If you want to antagonise your neighbour then go ahead. Why do need to ask Mumsnet that question ?
surely it's the neighbour who is antagonising the OP!
Berthatydfil · 28/05/2021 16:03

To be honest unless you’re just about to move you could be neighbours with these people for years is it really worth deliberately antagonising them? I can’t see it’s a huge issue if you squeeze both cars on the drive just this once. It’s not ideal long term but the odd one off won’t hurts. You may want a favour from them sometime in the future.

If you do that and the other car stays up the road then your neighbour can see 2 cars on your drive he will probably feel like a twit, rise above it and be the better person and they may notice and apologise.

Everleigh2021 · 28/05/2021 16:04

Take a pic of lookalike car
And a pic of yours

Show him both and say silent...... listen to him try and explain himself

PollyPicket · 28/05/2021 16:06

Put a sign on your door saying, Specsavers that way, with an arrow.

RincewindsHat · 28/05/2021 16:07

Cannot believe the responses on this thread...esp following a recent one where the OP got flamed for asking why people buy houses with no parking when they have multiple cars and the 'IT'S THEIR RIGHT TO PARK ON A PUBLIC STREET' brigade were out in force.

OP, park where you normally park. His guests will park wherever they find spaces. Your neighbour does not own the street and you're in no way the one doing the antagonising here. No idea why people are somehow flipping it and blaming you when your overly aggressive and entirely unreasonable male neighbour is the dickhead here. If it was you asking him to park on the street, I strongly doubt there'd be people queuing up on here to tell you he shouldn't antagonise you by parking on the street. Ridiculous.
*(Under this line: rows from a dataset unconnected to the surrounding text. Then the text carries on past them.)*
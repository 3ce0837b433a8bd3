//! fish completion generation
//!
//! fish has no dispatch function; each node becomes a series of independent
//! `complete` statements guarded by a condition on the subcommands already
//! typed.

use crate::complete::classify::{classify, Capabilities, Classified};
use crate::complete::escape::{
    describe, describe_param, escape_fish_double_quoted, escape_fish_single_quoted,
};
use crate::manifest::Param;

/// Generate `complete` statements for a command or group.
///
/// `cmdname` is the subcommand the statements are anchored on and `topname`
/// the program being completed; they are equal at the top level.
pub fn fish_generate_completions<C: Capabilities + ?Sized>(
    obj: &C,
    cmdname: &str,
    topname: &str,
) -> Vec<String> {
    let condition = if cmdname != topname {
        format!("__fish_seen_subcommand_from {}", cmdname)
    } else {
        "__fish_use_subcommand".to_string()
    };
    let prefix = format!("complete -c {} -n '{}'", topname, condition);

    let mut result = Vec::new();
    match classify(obj) {
        Classified::Group {
            params, commands, ..
        } => {
            result.extend(option_statements(&prefix, params));
            for (name, command) in commands {
                result.push(format!(
                    "{} -xa '{}' -d '{}'",
                    prefix,
                    name,
                    escape_fish_single_quoted(&describe(command, name))
                ));
                result.extend(fish_generate_completions(command, name, topname));
            }
        }
        Classified::Command { params, .. } => {
            result.extend(option_statements(&prefix, params));
        }
        Classified::Unrecognized => {}
    }
    result
}

fn option_statements<'a>(prefix: &'a str, params: &'a [Param]) -> impl Iterator<Item = String> + 'a {
    params
        .iter()
        .flat_map(fish_generate_options)
        .map(move |flags| format!("{} {}", prefix, flags))
}

/// Arguments to fish's `complete` builtin for a parameter, one entry per
/// invocation string. Arguments produce nothing.
pub fn fish_generate_options(param: &Param) -> Vec<String> {
    if param.as_option().is_none() {
        return Vec::new();
    }

    let desc = escape_fish_double_quoted(&describe_param(param));

    param
        .opts()
        .iter()
        .map(|invocation| {
            let flag = if let Some(long) = invocation.strip_prefix("--") {
                format!("-l {}", long)
            } else {
                let short = invocation.trim_start_matches('-');
                if short.chars().count() == 1 {
                    format!("-s {}", short)
                } else {
                    format!("-o {}", short)
                }
            };
            if desc.is_empty() {
                flag
            } else {
                format!("{} -d \"{}\"", flag, desc)
            }
        })
        .collect()
}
Noshowlomo · 28/05/2021 16:11

What an absolute tool. So rude!
If they were friendly I would absolutely try to help them but if someone if going to expect and demand... nah fuck that!

SoLongSister · 28/05/2021 16:20

Take a photo of look-a-like car with reg, then take a picture of real car with reg.

Stuff them both through his letter box.

rslsys · 28/05/2021 16:21

When OH returns, have him park in front/behind look-a-like car. Then knock on neighbour's door and ask him to come and witness the similarity. Then leave OH's car where it is 🤣🤣🤣

SoThisisMe · 28/05/2021 16:21

I'm with you OP.
If someone wants something from me the very least they can do is be polite. If not, they can fuck right off.
I'm bloody lovely to retail workers, call centre agents etc. and I get what I want most of the time because of it. Basic human nature.

TidyOmlette · 28/05/2021 16:22

Wait till DH comes home and as he’s driving in chap neighbours door so he can see DH arriving and ask him for an apology for being a rude git. I’d show him up in front of his friends

chocolatesaltyballs22 · 28/05/2021 16:25

I'd put both cars on the street and tell them to fuck off! The cheek! No one owns the street.

waitingforthenextseason · 28/05/2021 16:27

I'd be parking both cars on the street after suck rude entitlement.